WHAT THE TASK REQUIRES: Look through the lines below; wherever the word "Pubkey" appears, copy that line.

INFORMATION SHOWN START

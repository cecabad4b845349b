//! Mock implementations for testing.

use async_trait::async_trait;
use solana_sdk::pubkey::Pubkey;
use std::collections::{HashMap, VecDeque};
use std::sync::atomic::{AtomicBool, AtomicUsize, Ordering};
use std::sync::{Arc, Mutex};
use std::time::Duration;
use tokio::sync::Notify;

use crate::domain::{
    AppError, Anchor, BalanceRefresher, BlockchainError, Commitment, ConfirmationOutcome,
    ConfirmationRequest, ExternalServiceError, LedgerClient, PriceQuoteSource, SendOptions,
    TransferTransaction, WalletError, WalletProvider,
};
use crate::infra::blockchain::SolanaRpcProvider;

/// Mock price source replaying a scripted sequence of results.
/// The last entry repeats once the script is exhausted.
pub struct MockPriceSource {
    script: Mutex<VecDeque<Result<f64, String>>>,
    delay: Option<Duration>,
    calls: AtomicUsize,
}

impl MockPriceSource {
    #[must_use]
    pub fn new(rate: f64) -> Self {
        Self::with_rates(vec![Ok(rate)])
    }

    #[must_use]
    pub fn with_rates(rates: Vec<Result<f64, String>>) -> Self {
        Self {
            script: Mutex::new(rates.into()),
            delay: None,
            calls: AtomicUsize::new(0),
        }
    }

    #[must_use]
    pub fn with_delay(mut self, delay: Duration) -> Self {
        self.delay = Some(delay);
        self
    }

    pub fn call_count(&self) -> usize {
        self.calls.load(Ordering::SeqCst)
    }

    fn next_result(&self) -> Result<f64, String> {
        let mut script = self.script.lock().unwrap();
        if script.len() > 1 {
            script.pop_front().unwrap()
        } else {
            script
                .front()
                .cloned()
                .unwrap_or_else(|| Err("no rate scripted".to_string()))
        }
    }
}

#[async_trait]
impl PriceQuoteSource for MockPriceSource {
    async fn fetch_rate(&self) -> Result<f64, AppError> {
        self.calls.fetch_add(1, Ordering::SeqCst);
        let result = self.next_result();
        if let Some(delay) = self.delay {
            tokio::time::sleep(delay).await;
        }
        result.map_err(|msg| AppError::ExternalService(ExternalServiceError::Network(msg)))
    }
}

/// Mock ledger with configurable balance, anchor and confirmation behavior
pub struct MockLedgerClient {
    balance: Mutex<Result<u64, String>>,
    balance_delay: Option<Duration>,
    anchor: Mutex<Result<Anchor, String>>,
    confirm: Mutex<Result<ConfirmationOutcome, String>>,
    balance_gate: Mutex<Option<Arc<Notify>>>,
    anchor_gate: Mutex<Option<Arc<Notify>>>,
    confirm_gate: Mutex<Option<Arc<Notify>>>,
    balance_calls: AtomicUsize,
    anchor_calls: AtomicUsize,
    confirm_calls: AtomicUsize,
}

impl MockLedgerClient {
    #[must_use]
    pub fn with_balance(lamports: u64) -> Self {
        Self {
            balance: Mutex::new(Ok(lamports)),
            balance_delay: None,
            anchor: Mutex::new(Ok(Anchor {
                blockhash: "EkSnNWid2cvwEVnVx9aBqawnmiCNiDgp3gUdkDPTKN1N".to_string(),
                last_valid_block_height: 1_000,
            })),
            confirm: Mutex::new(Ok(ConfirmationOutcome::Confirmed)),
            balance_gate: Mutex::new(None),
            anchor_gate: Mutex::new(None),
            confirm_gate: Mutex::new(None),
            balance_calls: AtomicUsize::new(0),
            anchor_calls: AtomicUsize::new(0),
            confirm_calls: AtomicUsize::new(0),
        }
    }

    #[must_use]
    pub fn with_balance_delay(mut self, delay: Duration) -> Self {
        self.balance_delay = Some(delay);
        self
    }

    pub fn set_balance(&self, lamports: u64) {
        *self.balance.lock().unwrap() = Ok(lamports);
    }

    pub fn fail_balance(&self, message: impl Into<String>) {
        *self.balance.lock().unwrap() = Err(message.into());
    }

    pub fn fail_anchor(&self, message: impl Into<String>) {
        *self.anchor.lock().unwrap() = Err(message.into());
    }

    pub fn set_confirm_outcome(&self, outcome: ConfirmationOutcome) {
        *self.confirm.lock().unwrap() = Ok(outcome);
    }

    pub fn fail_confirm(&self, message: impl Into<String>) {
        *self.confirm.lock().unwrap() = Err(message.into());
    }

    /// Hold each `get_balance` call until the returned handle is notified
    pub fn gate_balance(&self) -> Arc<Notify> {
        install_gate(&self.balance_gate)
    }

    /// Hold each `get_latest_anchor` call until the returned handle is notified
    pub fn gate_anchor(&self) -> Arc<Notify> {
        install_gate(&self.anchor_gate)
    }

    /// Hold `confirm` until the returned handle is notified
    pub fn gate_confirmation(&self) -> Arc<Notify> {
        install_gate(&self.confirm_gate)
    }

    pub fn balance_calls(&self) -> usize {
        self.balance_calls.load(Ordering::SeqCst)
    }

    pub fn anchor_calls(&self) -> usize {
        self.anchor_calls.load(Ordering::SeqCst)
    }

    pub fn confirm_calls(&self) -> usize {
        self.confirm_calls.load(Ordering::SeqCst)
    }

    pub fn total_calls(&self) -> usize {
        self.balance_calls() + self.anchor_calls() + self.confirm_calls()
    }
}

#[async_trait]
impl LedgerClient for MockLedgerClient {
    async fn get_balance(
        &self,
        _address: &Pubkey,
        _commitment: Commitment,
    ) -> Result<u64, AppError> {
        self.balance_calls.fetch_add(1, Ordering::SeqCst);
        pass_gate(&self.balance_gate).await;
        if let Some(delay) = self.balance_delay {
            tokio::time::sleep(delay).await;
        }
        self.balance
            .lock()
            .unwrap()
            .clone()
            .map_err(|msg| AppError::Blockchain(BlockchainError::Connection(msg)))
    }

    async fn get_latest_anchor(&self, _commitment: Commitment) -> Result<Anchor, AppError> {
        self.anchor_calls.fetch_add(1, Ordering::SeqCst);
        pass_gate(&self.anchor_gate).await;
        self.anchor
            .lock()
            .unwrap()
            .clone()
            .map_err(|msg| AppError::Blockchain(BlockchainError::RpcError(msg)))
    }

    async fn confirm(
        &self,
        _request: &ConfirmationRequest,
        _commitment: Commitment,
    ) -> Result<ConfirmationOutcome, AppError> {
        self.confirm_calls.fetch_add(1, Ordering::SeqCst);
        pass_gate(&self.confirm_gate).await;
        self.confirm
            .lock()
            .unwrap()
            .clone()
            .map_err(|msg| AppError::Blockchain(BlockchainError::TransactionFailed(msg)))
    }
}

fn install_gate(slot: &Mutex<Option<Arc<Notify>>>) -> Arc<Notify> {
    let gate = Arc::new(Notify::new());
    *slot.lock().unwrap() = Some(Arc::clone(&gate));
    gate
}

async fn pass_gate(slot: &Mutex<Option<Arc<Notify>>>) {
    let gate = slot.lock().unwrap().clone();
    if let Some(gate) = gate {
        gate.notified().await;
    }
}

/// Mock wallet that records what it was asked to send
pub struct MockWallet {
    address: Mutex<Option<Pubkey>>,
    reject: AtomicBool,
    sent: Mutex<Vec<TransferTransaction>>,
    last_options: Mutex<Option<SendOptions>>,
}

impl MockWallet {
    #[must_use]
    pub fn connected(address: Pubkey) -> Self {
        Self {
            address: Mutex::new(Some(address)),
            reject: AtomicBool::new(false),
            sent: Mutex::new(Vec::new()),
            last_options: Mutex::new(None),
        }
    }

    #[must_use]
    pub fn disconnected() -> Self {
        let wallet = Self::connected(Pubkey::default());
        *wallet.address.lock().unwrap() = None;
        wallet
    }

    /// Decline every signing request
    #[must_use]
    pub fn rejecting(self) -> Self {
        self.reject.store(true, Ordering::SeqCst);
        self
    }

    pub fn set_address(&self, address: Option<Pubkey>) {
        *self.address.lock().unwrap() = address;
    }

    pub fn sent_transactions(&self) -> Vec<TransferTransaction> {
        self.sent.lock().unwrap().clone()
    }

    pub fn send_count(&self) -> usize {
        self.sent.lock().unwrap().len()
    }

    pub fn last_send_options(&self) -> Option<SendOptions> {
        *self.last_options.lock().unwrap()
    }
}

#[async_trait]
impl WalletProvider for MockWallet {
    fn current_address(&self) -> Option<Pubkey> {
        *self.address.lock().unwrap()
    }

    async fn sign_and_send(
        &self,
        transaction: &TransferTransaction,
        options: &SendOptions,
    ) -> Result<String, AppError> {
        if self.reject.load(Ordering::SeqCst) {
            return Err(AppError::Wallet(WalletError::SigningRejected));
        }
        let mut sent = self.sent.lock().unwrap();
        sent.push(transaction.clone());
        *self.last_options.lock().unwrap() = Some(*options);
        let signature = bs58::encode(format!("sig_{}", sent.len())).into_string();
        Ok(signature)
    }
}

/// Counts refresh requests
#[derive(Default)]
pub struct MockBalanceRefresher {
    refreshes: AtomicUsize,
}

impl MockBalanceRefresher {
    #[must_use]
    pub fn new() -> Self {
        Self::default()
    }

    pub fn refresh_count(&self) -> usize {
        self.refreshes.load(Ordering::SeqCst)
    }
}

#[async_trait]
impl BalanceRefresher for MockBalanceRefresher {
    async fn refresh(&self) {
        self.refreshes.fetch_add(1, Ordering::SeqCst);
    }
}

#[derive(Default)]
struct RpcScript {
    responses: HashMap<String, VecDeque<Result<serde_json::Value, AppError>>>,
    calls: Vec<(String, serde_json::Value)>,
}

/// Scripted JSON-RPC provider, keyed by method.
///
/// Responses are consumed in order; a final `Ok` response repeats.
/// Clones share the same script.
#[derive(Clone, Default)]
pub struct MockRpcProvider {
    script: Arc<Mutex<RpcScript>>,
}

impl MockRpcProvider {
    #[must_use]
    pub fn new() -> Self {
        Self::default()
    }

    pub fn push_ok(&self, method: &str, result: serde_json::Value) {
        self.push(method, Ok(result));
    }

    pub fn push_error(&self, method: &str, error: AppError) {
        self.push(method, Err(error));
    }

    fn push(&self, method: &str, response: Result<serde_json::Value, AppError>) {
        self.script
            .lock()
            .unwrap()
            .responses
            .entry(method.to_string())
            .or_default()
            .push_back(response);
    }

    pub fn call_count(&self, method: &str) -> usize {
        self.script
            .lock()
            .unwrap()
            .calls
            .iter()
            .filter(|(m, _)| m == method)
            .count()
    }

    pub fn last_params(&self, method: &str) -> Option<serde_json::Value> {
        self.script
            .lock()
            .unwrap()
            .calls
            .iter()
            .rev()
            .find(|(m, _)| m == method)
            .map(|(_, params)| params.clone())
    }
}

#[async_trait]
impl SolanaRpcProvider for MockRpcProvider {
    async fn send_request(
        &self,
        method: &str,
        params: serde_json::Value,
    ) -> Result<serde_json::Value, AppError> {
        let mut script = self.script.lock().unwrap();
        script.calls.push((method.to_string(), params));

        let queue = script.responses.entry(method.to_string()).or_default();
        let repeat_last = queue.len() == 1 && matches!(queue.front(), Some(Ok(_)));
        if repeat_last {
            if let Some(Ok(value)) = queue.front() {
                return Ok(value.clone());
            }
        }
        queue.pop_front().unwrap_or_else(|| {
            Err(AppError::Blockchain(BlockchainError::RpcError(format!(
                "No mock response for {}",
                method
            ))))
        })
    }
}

INFORMATION SHOWN END

SOLUTION FOR THIS TASK:
use solana_sdk::pubkey::Pubkey;
        _address: &Pubkey,
    address: Mutex<Option<Pubkey>>,
    pub fn connected(address: Pubkey) -> Self {
        let wallet = Self::connected(Pubkey::default());
    pub fn set_address(&self, address: Option<Pubkey>) {
    fn current_address(&self) -> Option<Pubkey> {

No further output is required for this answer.